Speaking in the House of Representatives to the Standing Committee on Economics, Lowe was asked by chair Tim Wilson on the economic impact of the lockdowns.
There were currently lockdowns in place in Greater Sydney, Melbourne and Greater Brisbane and household consumption was 15% lower when people were locked down.
He said the September quarter would be likely to see a decline in gross domestic product (GDP) but that unaffected areas were helping to see positive activity and the economic recovery would begin “well before the end of the year”.
Lowe said: “We are unlikely to have two quarters of negative GDP. By the end of the year, we will have more people vaccinated, lockdowns will have been lifted and restrictions will have eased and then the economy should be in recovery.

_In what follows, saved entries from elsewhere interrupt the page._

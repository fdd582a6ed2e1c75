use crate::translate::{
    BinaryOp, Expression, FromExpr, Ident, Limit, OrderExpr, SelectExpr, SelectStatement, UnaryOp,
};
use std::fmt::{Display, Formatter, Result};

/// Per-dialect printing decisions which do not change the shape of the tree.
pub trait PrinterContext: std::fmt::Debug {
    fn write_identifier(&self, out: &mut Formatter<'_>, ident: &Ident) -> Result {
        if ident.quoted {
            write!(out, "\"{}\"", ident.name.replace('"', "\"\""))
        } else {
            out.write_str(&ident.name)
        }
    }

    fn write_binary_op(&self, out: &mut Formatter<'_>, op: &BinaryOp) -> Result {
        out.write_str(standard_symbol(op))?;
        if let BinaryOp::Other(symbol) = op {
            write!(out, "{symbol} ")?;
        }
        Ok(())
    }

    /// What follows `LIMIT` when no row limit applies.
    fn unbounded_limit(&self) -> &'static str {
        "ALL"
    }

    fn box_clone(&self) -> Box<dyn PrinterContext>;
}

impl Clone for Box<dyn PrinterContext> {
    fn clone(&self) -> Box<dyn PrinterContext> {
        self.box_clone()
    }
}

/// Negative literals after an unspaced operator are parenthesized, `1--1`
///  would start a comment.
fn write_right_operand(
    out: &mut Formatter,
    conf: &PrinterConfig,
    op: &BinaryOp,
    expr: &Expression,
) -> Result {
    match expr {
        Expression::NumberLiteral(v) if v.starts_with('-') && op.is_arithmetic() => {
            write!(out, "(")?;
            expr.to_sql(out, conf)?;
            write!(out, ")")
        }
        _ => expr.to_sql(out, conf),
    }
}

fn standard_symbol(op: &BinaryOp) -> &'static str {
    match op {
        BinaryOp::Add => "+",
        BinaryOp::Sub => "-",
        BinaryOp::Mul => "*",
        BinaryOp::Div => "/",
        BinaryOp::BitAnd => "&",
        BinaryOp::BitOr => "|",
        BinaryOp::BitXor => "^",

        BinaryOp::Eq => " = ",
        BinaryOp::Ne => " != ",
        BinaryOp::Lt => " < ",
        BinaryOp::Le => " <= ",
        BinaryOp::Gt => " > ",
        BinaryOp::Ge => " >= ",
        BinaryOp::Like => " LIKE ",
        BinaryOp::NotLike => " NOT LIKE ",
        BinaryOp::ILike => " ILIKE ",
        BinaryOp::NotILike => " NOT ILIKE ",
        BinaryOp::And => " AND ",
        BinaryOp::Or => " OR ",
        BinaryOp::Concat => " || ",
        // followed by the symbol itself
        BinaryOp::Other(_) => " ",
    }
}

#[derive(Debug, Clone, Copy)]
pub struct StandardPrinterContext;

impl PrinterContext for StandardPrinterContext {
    fn box_clone(&self) -> Box<dyn PrinterContext> {
        Box::new(*self)
    }
}

#[derive(Debug, Clone, Copy)]
pub struct PostgresPrinterContext;

impl PrinterContext for PostgresPrinterContext {
    fn write_binary_op(&self, out: &mut Formatter<'_>, op: &BinaryOp) -> Result {
        match op {
            BinaryOp::BitXor => out.write_str("#"),
            _ => StandardPrinterContext.write_binary_op(out, op),
        }
    }
    fn box_clone(&self) -> Box<dyn PrinterContext> {
        Box::new(*self)
    }
}

#[derive(Debug, Clone, Copy)]
pub struct SqlitePrinterContext;

impl PrinterContext for SqlitePrinterContext {
    fn unbounded_limit(&self) -> &'static str {
        "-1"
    }
    fn box_clone(&self) -> Box<dyn PrinterContext> {
        Box::new(*self)
    }
}

#[derive(Debug, Clone)]
pub struct PrinterConfig {
    pub context: Box<dyn PrinterContext>,
}

impl Default for PrinterConfig {
    fn default() -> Self {
        Self {
            context: Box::new(StandardPrinterContext),
        }
    }
}

impl PrinterConfig {
    pub fn new(context: impl PrinterContext + 'static) -> Self {
        Self {
            context: Box::new(context),
        }
    }
}

pub struct Printer<T> {
    tree: T,
    config: PrinterConfig,
}

impl<T> Printer<T> {
    pub fn new(tree: T, config: PrinterConfig) -> Self {
        Self { tree, config }
    }
}

pub trait ToSQL {
    fn to_sql(&self, out: &mut Formatter, conf: &PrinterConfig) -> Result;
}

impl<T> ToSQL for Box<T>
where
    T: ToSQL,
{
    fn to_sql(&self, out: &mut Formatter, conf: &PrinterConfig) -> Result {
        self.as_ref().to_sql(out, conf)
    }
}

impl<T> ToSQL for &T
where
    T: ToSQL,
{
    fn to_sql(&self, out: &mut Formatter, conf: &PrinterConfig) -> Result {
        (*self).to_sql(out, conf)
    }
}

impl<T> Display for Printer<T>
where
    T: ToSQL,
{
    fn fmt(&self, f: &mut Formatter) -> Result {
        self.tree.to_sql(f, &self.config)
    }
}

fn write_separated<T: ToSQL>(
    out: &mut Formatter,
    conf: &PrinterConfig,
    items: &[T],
    separator: &str,
) -> Result {
    for (i, item) in items.iter().enumerate() {
        if i > 0 {
            out.write_str(separator)?;
        }
        item.to_sql(out, conf)?;
    }
    Ok(())
}

impl ToSQL for BinaryOp {
    fn to_sql(&self, out: &mut Formatter, conf: &PrinterConfig) -> Result {
        conf.context.write_binary_op(out, self)
    }
}

impl ToSQL for Ident {
    fn to_sql(&self, out: &mut Formatter, conf: &PrinterConfig) -> Result {
        conf.context.write_identifier(out, self)
    }
}

impl ToSQL for Expression {
    fn to_sql(&self, out: &mut Formatter, conf: &PrinterConfig) -> Result {
        match self {
            Expression::NumberLiteral(v) => write!(out, "{v}"),
            Expression::StringLiteral(v) => write!(out, "'{}'", v.replace('\'', "''")),
            Expression::Field(parts) => write_separated(out, conf, parts, "."),
            Expression::UnaryOperator(UnaryOp::Not, exp) => {
                write!(out, "NOT ")?;
                exp.to_sql(out, conf)
            }
            Expression::UnaryOperator(op, exp) => {
                write!(out, "(")?;
                match (op, exp.as_ref()) {
                    // "--" would start a comment
                    (UnaryOp::Neg, Expression::NumberLiteral(v)) if v.starts_with('-') => {
                        write!(out, "- ")
                    }
                    (UnaryOp::BitNot, _) => write!(out, "~"),
                    _ => write!(out, "-"),
                }?;
                exp.to_sql(out, conf)?;
                write!(out, ")")
            }
            Expression::BinaryOperator(l, op, r, p) => {
                p.open(out)?;
                l.to_sql(out, conf)?;
                op.to_sql(out, conf)?;
                write_right_operand(out, conf, op, r)?;
                p.close(out)
            }
            Expression::BinaryOperatorSequence(op, exprs, p) => {
                p.open(out)?;
                for (i, expr) in exprs.iter().enumerate() {
                    if i > 0 {
                        op.to_sql(out, conf)?;
                        write_right_operand(out, conf, op, expr)?;
                    } else {
                        expr.to_sql(out, conf)?;
                    }
                }
                p.close(out)
            }
            Expression::FunctionCall { name, args } => {
                write!(out, "{name}(")?;
                write_separated(out, conf, args, ", ")?;
                write!(out, ")")
            }
            Expression::Cast(expr, to) => {
                write!(out, "CAST(")?;
                expr.to_sql(out, conf)?;
                write!(out, " AS {to})")
            }
            Expression::IsNull(expr, negated) => {
                expr.to_sql(out, conf)?;
                write!(out, " IS {}NULL", if *negated { "NOT " } else { "" })
            }
            Expression::Between {
                operand,
                low,
                high,
                negated,
            } => {
                operand.to_sql(out, conf)?;
                write!(out, " {}BETWEEN ", if *negated { "NOT " } else { "" })?;
                low.to_sql(out, conf)?;
                write!(out, " AND ")?;
                high.to_sql(out, conf)
            }
            Expression::Verbatim(text) => out.write_str(text),
        }
    }
}

impl ToSQL for SelectExpr {
    fn to_sql(&self, out: &mut Formatter, conf: &PrinterConfig) -> Result {
        match self {
            SelectExpr::All => write!(out, "*"),
            SelectExpr::AllOf(table) => {
                write_separated(out, conf, table, ".")?;
                write!(out, ".*")
            }
            SelectExpr::Expr { expr, alias } => {
                expr.to_sql(out, conf)?;
                write!(out, " AS ")?;
                alias.to_sql(out, conf)
            }
        }
    }
}

impl ToSQL for FromExpr {
    fn to_sql(&self, out: &mut Formatter, conf: &PrinterConfig) -> Result {
        match self {
            FromExpr::Table { name, alias } => {
                write_separated(out, conf, name, ".")?;
                if let Some(alias) = alias {
                    write!(out, " AS ")?;
                    alias.to_sql(out, conf)?;
                }
                Ok(())
            }
            FromExpr::Join {
                keyword,
                natural,
                left,
                right,
                on,
                using,
            } => {
                left.to_sql(out, conf)?;
                write!(out, " {}{keyword} ", if *natural { "NATURAL " } else { "" })?;
                right.to_sql(out, conf)?;
                if let Some(on) = on {
                    write!(out, " ON ")?;
                    on.to_sql(out, conf)?;
                } else if !using.is_empty() {
                    write!(out, " USING (")?;
                    write_separated(out, conf, using, ", ")?;
                    write!(out, ")")?;
                }
                Ok(())
            }
        }
    }
}

impl ToSQL for OrderExpr {
    fn to_sql(&self, out: &mut Formatter, conf: &PrinterConfig) -> Result {
        self.expr.to_sql(out, conf)?;
        write!(out, " {}", if self.descending { "DESC" } else { "ASC" })
    }
}

impl ToSQL for SelectStatement {
    fn to_sql(&self, out: &mut Formatter, conf: &PrinterConfig) -> Result {
        write!(out, "SELECT {}", if self.distinct { "DISTINCT " } else { "" })?;
        write_separated(out, conf, &self.items, ", ")?;

        if !self.from.is_empty() {
            write!(out, "\nFROM ")?;
            write_separated(out, conf, &self.from, ", ")?;
        }
        if let Some(cond) = &self.where_clause {
            write!(out, "\nWHERE ")?;
            cond.to_sql(out, conf)?;
        }
        if !self.group_by.is_empty() {
            write!(out, "\nGROUP BY ")?;
            write_separated(out, conf, &self.group_by, ", ")?;
        }
        if let Some(cond) = &self.having {
            write!(out, "\nHAVING ")?;
            cond.to_sql(out, conf)?;
        }
        if !self.order_by.is_empty() {
            write!(out, "\nORDER BY ")?;
            write_separated(out, conf, &self.order_by, ", ")?;
        }
        match self.limit {
            Some(Limit::Rows(n)) => write!(out, "\nLIMIT {n}")?,
            Some(Limit::Unbounded) => write!(out, "\nLIMIT {}", conf.context.unbounded_limit())?,
            None => {}
        }
        if let Some(offset) = self.offset {
            write!(out, "\nOFFSET {offset}")?;
        }
        Ok(())
    }
}

#[cfg(test)]
mod tests {
    use super::*;
    use crate::translate::Parenthesize;
    use pretty_assertions::assert_eq;

    fn field(name: &str) -> Expression {
        Expression::Field(vec![Ident {
            name: name.to_string(),
            quoted: false,
        }])
    }

    #[test]
    fn arithmetic_is_tight_and_comparisons_are_spaced() {
        let sum = Expression::binary(field("a"), BinaryOp::Add, Expression::from(1));
        let cmp = Expression::BinaryOperator(
            Box::new(sum),
            BinaryOp::Ge,
            Box::new(Expression::from(2)),
            Parenthesize::No,
        );
        assert_eq!(
            "(a+1) >= 2",
            Printer::new(&cmp, PrinterConfig::default()).to_string()
        );
    }

    #[test]
    fn strings_and_identifiers_are_escaped() {
        let lit = Expression::from("it's");
        assert_eq!("'it''s'", Printer::new(&lit, PrinterConfig::default()).to_string());

        let quoted = Expression::Field(vec![Ident::quoted("we\"ird")]);
        assert_eq!(
            "\"we\"\"ird\"",
            Printer::new(&quoted, PrinterConfig::default()).to_string()
        );
    }

    #[test]
    fn xor_depends_on_the_dialect() {
        let xor = Expression::binary(field("a"), BinaryOp::BitXor, field("b"));
        assert_eq!("(a^b)", Printer::new(&xor, PrinterConfig::default()).to_string());
        assert_eq!(
            "(a#b)",
            Printer::new(&xor, PrinterConfig::new(PostgresPrinterContext)).to_string()
        );
    }

    #[test]
    fn other_operators_and_double_negation() {
        let contains = Expression::binary(field("p"), BinaryOp::Other("@"), field("c"));
        assert_eq!("(p @ c)", Printer::new(&contains, PrinterConfig::default()).to_string());

        let neg = Expression::UnaryOperator(
            UnaryOp::Neg,
            Box::new(Expression::NumberLiteral("-3".to_string())),
        );
        assert_eq!("(- -3)", Printer::new(&neg, PrinterConfig::default()).to_string());
    }

    #[test]
    fn unbounded_limit() {
        let statement = SelectStatement {
            items: vec![SelectExpr::All],
            from: vec![FromExpr::Table {
                name: vec![Ident {
                    name: "foo".to_string(),
                    quoted: false,
                }],
                alias: None,
            }],
            limit: Some(Limit::Unbounded),
            offset: Some(10),
            ..Default::default()
        };
        assert_eq!(
            "SELECT *\nFROM foo\nLIMIT -1\nOFFSET 10",
            Printer::new(&statement, PrinterConfig::new(SqlitePrinterContext)).to_string()
        );
        assert_eq!(
            "SELECT *\nFROM foo\nLIMIT ALL\nOFFSET 10",
            Printer::new(&statement, PrinterConfig::new(PostgresPrinterContext)).to_string()
        );
    }
}
#[cfg(test)]
mod tests {
    use super::*;
    use crate::{
        feature::{FeatureSet, LanguageVersion, features},
        geometry::{GeometryValue, PointFunction},
        geometry::RegionFunction,
        translate::{
            CaseSensitivity, OffsetPolicy, postgres::PostgresTranslator, region_argument,
            sqlite::SqliteTranslator, translate_operand, translate_query,
        },
        translate_text,
    };
    use pretty_assertions::assert_eq;

    fn foo(items: Vec<SelectItem>) -> Query {
        Query::select_from(items, "foo")
    }

    #[test]
    fn offset() -> Result<(), Error> {
        let cx = TestTranslator::default();
        assert_eq!(
            "SELECT *\nFROM foo\nOFFSET 10",
            translate_query(&foo(vec![SelectItem::All]).with_offset(10), &cx)?
        );
        assert_eq!(
            "SELECT *\nFROM foo\nOFFSET 0",
            translate_query(&foo(vec![SelectItem::All]).with_offset(0), &cx)?
        );
        let paged = foo(vec![SelectItem::All])
            .with_top(5)
            .order_by(Operand::column("id"), false)
            .with_offset(10);
        assert_eq!(
            "SELECT *\nFROM foo\nORDER BY id ASC\nLIMIT 5\nOFFSET 10",
            translate_query(&paged, &cx)?
        );
        Ok(())
    }

    #[test]
    fn offset_policies() -> Result<(), Error> {
        let query = foo(vec![SelectItem::All]).with_offset(10);
        let unbounded = TestTranslator {
            dialect: DialectConfig {
                offset_policy: OffsetPolicy::WithUnboundedLimit,
                ..Default::default()
            },
            ..Default::default()
        };
        assert_eq!(
            "SELECT *\nFROM foo\nLIMIT ALL\nOFFSET 10",
            translate_query(&query, &unbounded)?
        );

        let rejecting = TestTranslator {
            dialect: DialectConfig {
                offset_policy: OffsetPolicy::Reject,
                ..Default::default()
            },
            ..Default::default()
        };
        assert!(matches!(
            translate_query(&query, &rejecting),
            Err(Error::Translation(_))
        ));
        // A row limit makes the offset acceptable everywhere
        assert_eq!(
            "SELECT *\nFROM foo\nLIMIT 3\nOFFSET 10",
            translate_query(&query.with_top(3), &rejecting)?
        );
        Ok(())
    }

    #[test]
    fn hexadecimal() -> Result<(), Error> {
        let cx = TestTranslator::default();
        let hex = || Operand::numeric("0xF");
        assert_eq!(
            "SELECT 15 AS \"0xF\"\nFROM foo",
            translate_query(&foo(vec![SelectItem::operand(hex())]), &cx)?
        );
        assert_eq!(
            "SELECT -15 AS \"NEG_0xF\"\nFROM foo",
            translate_query(&foo(vec![SelectItem::operand(Operand::negate(hex()))]), &cx)?
        );
        let mult = Operand::op(hex(), OperationType::Mult, Operand::numeric("2"));
        assert_eq!(
            "SELECT (15*2) AS \"MULT\"\nFROM foo",
            translate_query(&foo(vec![SelectItem::operand(mult)]), &cx)?
        );
        assert!(matches!(
            translate_operand(&Operand::numeric("0x1FFFFFFFFFFFFFFFF"), &cx),
            Err(Error::Translation(_))
        ));
        Ok(())
    }

    #[test]
    fn precedence() -> Result<(), Error> {
        // ~3-1|2*5^6/1+2
        let n = Operand::numeric;
        let expr = Operand::op(
            Operand::op(Operand::bit_not(n("3")), OperationType::Sub, n("1")),
            OperationType::BitOr,
            Operand::op(
                Operand::op(n("2"), OperationType::Mult, n("5")),
                OperationType::BitXor,
                Operand::op(
                    Operand::op(n("6"), OperationType::Div, n("1")),
                    OperationType::Sum,
                    n("2"),
                ),
            ),
        );
        assert_eq!(
            "(((~3)-1)|((2*5)^((6/1)+2)))",
            translate_operand(&expr, &TestTranslator::default())?
        );
        Ok(())
    }

    #[test]
    fn negative_operands() -> Result<(), Error> {
        let n = Operand::numeric;
        let minus_one = || Operand::negate(n("1"));
        let cx = TestTranslator::default();
        let postgres = PostgresTranslator::default();
        for (operator, expected) in [
            (OperationType::Sub, "(1-(-1))"),
            (OperationType::Sum, "(1+(-1))"),
            (OperationType::Mult, "(1*(-1))"),
            (OperationType::Div, "(1/(-1))"),
        ] {
            let expr = Operand::op(n("1"), operator, minus_one());
            assert_eq!(expected, translate_operand(&expr, &cx)?);
            assert_eq!(expected, translate_operand(&expr, &postgres)?);
        }

        let left = Operand::op(minus_one(), OperationType::Sub, n("1"));
        assert_eq!("(-1-1)", translate_operand(&left, &cx)?);
        let double = Operand::op(n("1"), OperationType::Sub, Operand::negate(minus_one()));
        assert_eq!("(1-(- -1))", translate_operand(&double, &cx)?);

        let xor = Operand::op(Operand::column("a"), OperationType::BitXor, minus_one());
        assert_eq!(
            "((a|(-1))-(a&(-1)))",
            translate_operand(&xor, &SqliteTranslator::default())?
        );

        let query = foo(vec![SelectItem::All]).with_where(Condition::compare(
            Operand::column("a"),
            ComparisonOperator::Eq,
            minus_one(),
        ));
        assert_eq!("SELECT *\nFROM foo\nWHERE a = -1", translate_query(&query, &cx)?);
        Ok(())
    }

    #[test]
    fn malformed_regions() -> Result<(), Error> {
        let region = |text: &str| -> Result<GeometryFunction, Error> {
            Ok(RegionFunction::new(Operand::string(text))?.into())
        };
        for text in ["", "CIRCLE 1 2", "NOT (CIRCLE 1 2 3", "UNION (CIRCLE 1 2 3) extra"] {
            let function = region(text)?;
            assert!(
                matches!(
                    translate_operand(&Operand::from(function), &PostgresTranslator::default()),
                    Err(Error::GeometryTranslation { .. })
                ),
                "{text:?} should be rejected"
            );
        }

        let depth = 100_000;
        let nested = format!("{}CIRCLE ICRS 1 2 3{}", "NOT (".repeat(depth), ")".repeat(depth));
        let function = RegionFunction::new(Operand::string(nested))?;
        assert!(matches!(
            region_argument(&function),
            Err(Error::GeometryTranslation { .. })
        ));
        assert!(matches!(
            translate_operand(
                &Operand::from(GeometryFunction::from(function)),
                &SqliteTranslator::default()
            ),
            Err(Error::GeometryTranslation { .. })
        ));
        Ok(())
    }

    #[test]
    fn string_literals() -> Result<(), Error> {
        assert_eq!(
            "'SQL''s translation'",
            translate_operand(&Operand::string("SQL's translation"), &TestTranslator::default())?
        );
        let concat = Operand::concat(vec![
            Operand::column("first"),
            Operand::string(" "),
            Operand::column("last"),
        ])?;
        assert_eq!(
            "(first || ' ' || last)",
            translate_operand(&concat, &TestTranslator::default())?
        );
        Ok(())
    }

    fn split() -> UserDefinedFunction {
        UserDefinedFunction::new("split", vec![Operand::column("values"), Operand::string(";")])
    }

    fn split_def() -> Result<FunctionDef, Error> {
        FunctionDef::parse("split(str VARCHAR, sep VARCHAR) -> VARCHAR")
    }

    #[test]
    fn udf_patterns() -> Result<(), Error> {
        let cx = TestTranslator::default();
        let translate = |udf: &UserDefinedFunction| translate_operand(&Operand::from(udf.clone()), &cx);

        let mut udf = split();
        assert_eq!("split(values, ';')", translate(&udf)?);

        udf.set_definition(Some(split_def()?))?;
        assert_eq!("split(values, ';')", translate(&udf)?);

        if let Some(def) = udf.definition_mut() {
            def.set_translation_pattern("foobar")?;
        }
        assert_eq!("foobar", translate(&udf)?);

        if let Some(def) = udf.definition_mut() {
            def.set_translation_pattern("splitWith($2, $1)")?;
        }
        assert_eq!("splitWith(';', values)", translate(&udf)?);
        Ok(())
    }

    #[test]
    fn udf_from_registry() -> Result<(), Error> {
        let mut functions = FunctionRegistry::new();
        functions.register(split_def()?);
        functions.set_translation_pattern("SPLIT", 2, "string_to_array($1, $2)")?;
        let cx = TestTranslator {
            functions: Some(functions),
            ..Default::default()
        };
        assert_eq!(
            "string_to_array(values, ';')",
            translate_operand(&Operand::from(split()), &cx)?
        );
        Ok(())
    }

    #[test]
    fn case_sensitivity() -> Result<(), Error> {
        let query = foo(vec![
            SelectItem::operand(Operand::column("id")),
            SelectItem::aliased(Operand::column("ra"), Identifier::new("RightAscension")),
            SelectItem::aliased(Operand::column("dec"), Identifier::delimited("Dec")),
        ]);
        assert_eq!(
            "SELECT id AS \"id\", ra AS \"rightascension\", dec AS \"Dec\"\nFROM foo",
            translate_query(&query, &TestTranslator::default())?
        );

        let sensitive = TestTranslator {
            dialect: DialectConfig {
                case_sensitivity: CaseSensitivity::all(),
                ..Default::default()
            },
            ..Default::default()
        };
        assert_eq!(
            "SELECT \"id\" AS \"id\", \"ra\" AS \"RightAscension\", \"dec\" AS \"Dec\"\nFROM \"foo\"",
            translate_query(&query, &sensitive)?
        );

        let mut delimited = Query::select(vec![SelectItem::operand(Operand::from(
            Column::new("Mag").with_table("Stars"),
        ))])
        .with_from(FromItem::table("Stars"));
        if let Some(SelectItem::Operand {
            operand: Operand::Column(c),
            ..
        }) = delimited.select.items.first_mut()
        {
            c.name = Identifier::delimited("Mag");
        }
        assert_eq!(
            "SELECT Stars.\"Mag\" AS \"Mag\"\nFROM Stars",
            translate_query(&delimited, &TestTranslator::default())?
        );
        Ok(())
    }

    #[test]
    fn conditions() -> Result<(), Error> {
        let cx = TestTranslator::default();
        let query = foo(vec![SelectItem::All]).with_where(Condition::And(vec![
            Condition::compare(Operand::column("a"), ComparisonOperator::Ne, Operand::numeric("1")),
            Condition::Or(vec![
                Condition::compare(Operand::column("b"), ComparisonOperator::Lt, Operand::numeric("2")),
                Condition::is_null(Operand::column("c"), false),
            ]),
            Condition::Not(Box::new(Condition::between(
                Operand::column("d"),
                Operand::numeric("1"),
                Operand::numeric("2"),
                false,
            ))),
            Condition::compare(Operand::column("name"), ComparisonOperator::ILike, Operand::string("m%")),
        ]));
        assert_eq!(
            "SELECT *\nFROM foo\nWHERE a != 1 AND (b < 2 OR c IS NULL) AND NOT d BETWEEN 1 AND 2 AND LOWER(name) LIKE LOWER('m%')",
            translate_query(&query, &cx)?
        );
        Ok(())
    }

    #[test]
    fn clauses() -> Result<(), Error> {
        let cx = TestTranslator::default();
        let join = FromItem::join(
            JoinKind::Left,
            FromItem::aliased("stars", Identifier::new("S")),
            FromItem::table("photometry"),
            Some(JoinCondition::Using(vec![Column::new("id")])),
        );
        let count = Operand::udf("count", vec![Operand::column("id")]);
        let query = Query::select(vec![
            SelectItem::operand(Operand::column("kind")),
            SelectItem::aliased(count, Identifier::new("n")),
        ])
        .distinct()
        .with_from(join)
        .group_by(Operand::column("kind"))
        .with_having(Condition::compare(
            Operand::column("kind"),
            ComparisonOperator::Ne,
            Operand::string("x"),
        ))
        .order_by_index(2, true);
        assert_eq!(
            "SELECT DISTINCT kind AS \"kind\", count(id) AS \"n\"\nFROM stars AS \"s\" LEFT OUTER JOIN photometry USING (id)\nGROUP BY kind\nHAVING kind != 'x'\nORDER BY 2 DESC",
            translate_query(&query, &cx)?
        );
        Ok(())
    }

    #[test]
    fn cast() -> Result<(), Error> {
        let cast = Operand::cast(Operand::column("id"), DbType::with_length(DbTypeKind::VarChar, 10));
        assert_eq!(
            "CAST(id AS VARCHAR(10))",
            translate_operand(&cast, &TestTranslator::default())?
        );
        Ok(())
    }

    #[test]
    fn geometry() -> Result<(), Error> {
        let cx = TestTranslator::default();
        let point = PointFunction::new(None, Operand::column("ra"), Operand::column("dec"))?;
        let distance = GeometryFunction::distance(
            GeometryValue::Function(Box::new(point)),
            GeometryValue::try_from(Operand::column("pos"))?,
        );
        assert_eq!(
            "DISTANCE(POINT(ra, dec), pos)",
            translate_operand(&Operand::from(distance), &cx)?
        );

        let region = Region::parse("CIRCLE ICRS 10 20 0.5")?;
        let native = cx.translate_geometry_to_db(&region)?;
        assert_eq!(region, cx.translate_geometry_from_db(&native)?);
        Ok(())
    }

    #[test]
    fn pipeline() -> Result<(), Error> {
        let parser = FixedParser(vec![(
            "SELECT * FROM foo OFFSET 10",
            foo(vec![SelectItem::All]).with_offset(10),
        )]);
        let cx = TestTranslator::default();

        assert_eq!(
            "SELECT *\nFROM foo\nOFFSET 10",
            translate_text(
                &parser,
                "SELECT * FROM foo OFFSET 10",
                &FeatureSet::for_version(LanguageVersion::V2_1),
                &cx
            )?
        );

        match translate_text(
            &parser,
            "SELECT * FROM foo OFFSET 10",
            &FeatureSet::for_version(LanguageVersion::V2_0),
            &cx,
        ) {
            Err(Error::UnsupportedFeature { feature, .. }) => assert_eq!(features::OFFSET, feature),
            other => panic!("expected OFFSET to be rejected, got {other:?}"),
        }

        assert!(matches!(
            translate_text(&parser, "SELECT", &FeatureSet::default(), &cx),
            Err(Error::Parse { .. })
        ));
        Ok(())
    }
}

“We just need to have a little bit of opening up by October to see a difference in economic activity. I can’t rule out having two negative quarters but it is quite unlikely.
“It is important not to lose sight of the fact that not all of Australia is affected. Significant parts of the Australian economy are still on the positive trajectory that was in place before the recent outbreaks. This is quite different from the situation in the first half of last year, when the whole of Australia was in lockdown. So, it is a mixed picture.”
Meanwhile, he said he was unconcerned about rising inflation in Australia. There had been much speculation on this theme as inflation in the US had risen to more than 4%, its highest rate since 2008.
“I am not concerned about inflation in Australia, wage growth is likely to remain below 3% for the next few years which makes it difficult for us to see inflation problems occurring,” Lowe said.